France to treble troop numbers in Mali to 2,500
France is set to treble its troop numbers in Mali, widening an intervention President François Hollande said would end only once stability had returned to the west African country.
As French jets continued to strike at targets across Mali’s vast northern desert yesterday, regional states said they would begin sending their own troops to Mali as early next week.
Paris hopes to hand over the mission to west African forces, but reports that its own deployment will rise from 750 to 2,500 men suggested the offensive was likely to intensify.
Some 30 French tanks and armoured vehicles crossed into Mali from Côte d’Ivoire yesterday.

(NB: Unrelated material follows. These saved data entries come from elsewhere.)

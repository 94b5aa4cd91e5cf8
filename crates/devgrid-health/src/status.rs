//! Scheduler job-status parsing.
//!
//! `nomad job status <name>` prints a "Deployed" table once a deployment
//! exists:
//!
//! ```text
//! Deployed
//! Task Group  Desired  Placed  Healthy  Unhealthy  Progress Deadline
//! hippo       1        1       1        0          2022-01-21T10:23:12Z
//! ```
//!
//! The job is healthy when its row shows one placed, one healthy and zero
//! unhealthy allocations. Anything that does not match the layout is "not
//! healthy yet", never an error.

use serde::Serialize;

/// Marker line that precedes the deployment table.
pub const DEPLOYED_MARKER: &str = "Deployed";

/// One row of the "Deployed" table.
#[derive(Debug, Clone, PartialEq, Eq, Serialize)]
pub struct DeploymentSummary {
    pub name: String,
    pub desired: String,
    pub placed: String,
    pub healthy: String,
    pub unhealthy: String,
    pub progress: String,
}

impl DeploymentSummary {
    pub fn is_healthy(&self) -> bool {
        self.placed == "1" && self.healthy == "1" && self.unhealthy == "0"
    }
}

/// Find `job`'s row in the deployment table of `output`.
///
/// Lines are trimmed and blank lines dropped; the row is the first line after
/// the `Deployed` marker that begins with the job name and has at least five
/// fields. A missing progress column is reported as empty.
pub fn parse_deployment_summary(output: &str, job: &str) -> Option<DeploymentSummary> {
    let mut lines = output.lines().map(str::trim).filter(|line| !line.is_empty());
    lines.by_ref().find(|line| *line == DEPLOYED_MARKER)?;

    let row = lines.find(|line| line.starts_with(job))?;
    let fields: Vec<&str> = row.split_whitespace().collect();
    if fields.len() < 5 {
        return None;
    }

    Some(DeploymentSummary {
        name: fields[0].to_string(),
        desired: fields[1].to_string(),
        placed: fields[2].to_string(),
        healthy: fields[3].to_string(),
        unhealthy: fields[4].to_string(),
        progress: fields[5..].join(" "),
    })
}

/// Whether `output` reports `job` as deployed and healthy.
pub fn is_deployment_healthy(output: &str, job: &str) -> bool {
    parse_deployment_summary(output, job).is_some_and(|summary| summary.is_healthy())
}

/// Whether a membership listing contains the ready token.
pub fn members_ready(output: &str, ready_token: &str) -> bool {
    output.contains(ready_token)
}

#[cfg(test)]
mod tests {
    use super::*;

    const NOMAD_STATUS: &str = "\
ID            = hippo
Name          = hippo
Type          = service
Status        = running

Latest Deployment
ID          = 6c9a3f2e
Status      = successful
Description = Deployment completed successfully

Deployed
Task Group  Desired  Placed  Healthy  Unhealthy  Progress Deadline
hippo       1        1       1        0          2022-01-21T10:23:12Z

Allocations
ID        Node ID   Task Group  Version  Desired  Status   Created  Modified
0b1a6f0d  4f1c2b3a  hippo       0        run      running  1m ago   40s ago
";

    #[test]
    fn healthy_row() {
        assert!(is_deployment_healthy("Deployed\nproxy  1  1  1  0  100%", "proxy"));
    }

    #[test]
    fn unhealthy_row() {
        assert!(!is_deployment_healthy("Deployed\nproxy  1  1  0  1  100%", "proxy"));
    }

    #[test]
    fn empty_output_is_not_healthy() {
        assert!(!is_deployment_healthy("", "proxy"));
        assert_eq!(parse_deployment_summary("", "proxy"), None);
    }

    #[test]
    fn full_status_output() {
        let summary = parse_deployment_summary(NOMAD_STATUS, "hippo").unwrap();
        assert_eq!(summary.desired, "1");
        assert_eq!(summary.progress, "2022-01-21T10:23:12Z");
        assert!(summary.is_healthy());
    }

    #[test]
    fn rows_before_marker_are_ignored() {
        let output = "proxy 1 1 1 0 100%\nDeployed\nproxy 1 0 0 0 0%";
        let summary = parse_deployment_summary(output, "proxy").unwrap();
        assert_eq!(summary.placed, "0");
        assert!(!summary.is_healthy());
    }

    #[test]
    fn missing_marker_is_not_healthy() {
        let output = "Task Group  Desired  Placed  Healthy  Unhealthy\nproxy 1 1 1 0 100%";
        assert!(!is_deployment_healthy(output, "proxy"));
    }

    #[test]
    fn missing_job_row_is_not_healthy() {
        let output = "Deployed\nTask Group Desired Placed Healthy Unhealthy\nother 1 1 1 0 100%";
        assert!(!is_deployment_healthy(output, "proxy"));
    }

    #[test]
    fn first_matching_row_wins() {
        let output = "Deployed\nproxy 1 1 0 0 0%\nproxy 1 1 1 0 100%";
        assert!(!is_deployment_healthy(output, "proxy"));
    }

    #[test]
    fn short_row_is_not_healthy() {
        assert!(!is_deployment_healthy("Deployed\nproxy 1 1", "proxy"));
    }

    #[test]
    fn indented_and_blank_lines_are_trimmed() {
        let output = "\n   Deployed   \n\n   proxy  1  1  1  0  100%   \n";
        assert!(is_deployment_healthy(output, "proxy"));
    }

    #[test]
    fn two_placed_is_not_healthy() {
        assert!(!is_deployment_healthy("Deployed\nproxy 2 2 2 0 100%", "proxy"));
    }

    #[test]
    fn membership_token() {
        let output = "Name          Address    Port  Status  Leader\nnode.global  127.0.0.1  4648  alive   true";
        assert!(members_ready(output, "alive"));
        assert!(!members_ready("No cluster leader", "alive"));
    }
}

The prospects of a drawn-out conflict appeared to rise further when Mr Hollande said France’s role was to ensure that “when we end our intervention, Mali is safe, has legitimate authorities, an electoral process and there are no more terrorists threatening its territory.”
Speaking on the visit to the United Arab Emirates, he said France would scale back its role “as soon as there is an African force, in the coming days or weeks”.
France had three aims, he said: to stop the rebel advances, to secure the capital, Bamako, and to help the Mali government regain control of the whole country. “France should only intervene in Africa in exceptional circumstances and for a limited time. That’s what we will do,” he added.
France sent hundreds of soldiers to Mali last week, leaving west African states scrambling to accelerate their plans to deploy their own troops in the country.
The French acted in response to a call from Mali’s president after Islamist rebels captured a strategic town that opened up a route to the capital, Bamako.
The UN security council on Monday gave its unanimous backing to France’s actions.
West African defence chiefs met in Bamako yesterday to approve plans for speeding up the deployment of 3,300 regional troops, foreseen in a UN-backed intervention plan. The original timetable for the UN-sanctioned African force – to be backed by western logistics, money and intelligence services – did not initially foresee full deployment before September due to logistical constraints.
Nigeria to lead mission
Nigeria, which is to lead the mission, has warned it will take time to assemble and train a multinational fighting force but pledged to deploy 190 of its own soldiers within 24 hours.
Other neighbours Senegal, Burkina Faso, Niger and Guinea have also offered troops.
Mali’s north, a vast and inhospitable area of desert and rugged mountains, was seized last year by an alliance combining Islamist rebels and Tuareg separatist groups.
France said on Monday that the US, Canada, Denmark and Germany had offered logistical support, and Belgium announced it would send two C130 transport planes and two medical helicopters to Mali following a request from Paris.
A meeting of donors for the operation is expected to be held in Ethiopia at the end of January.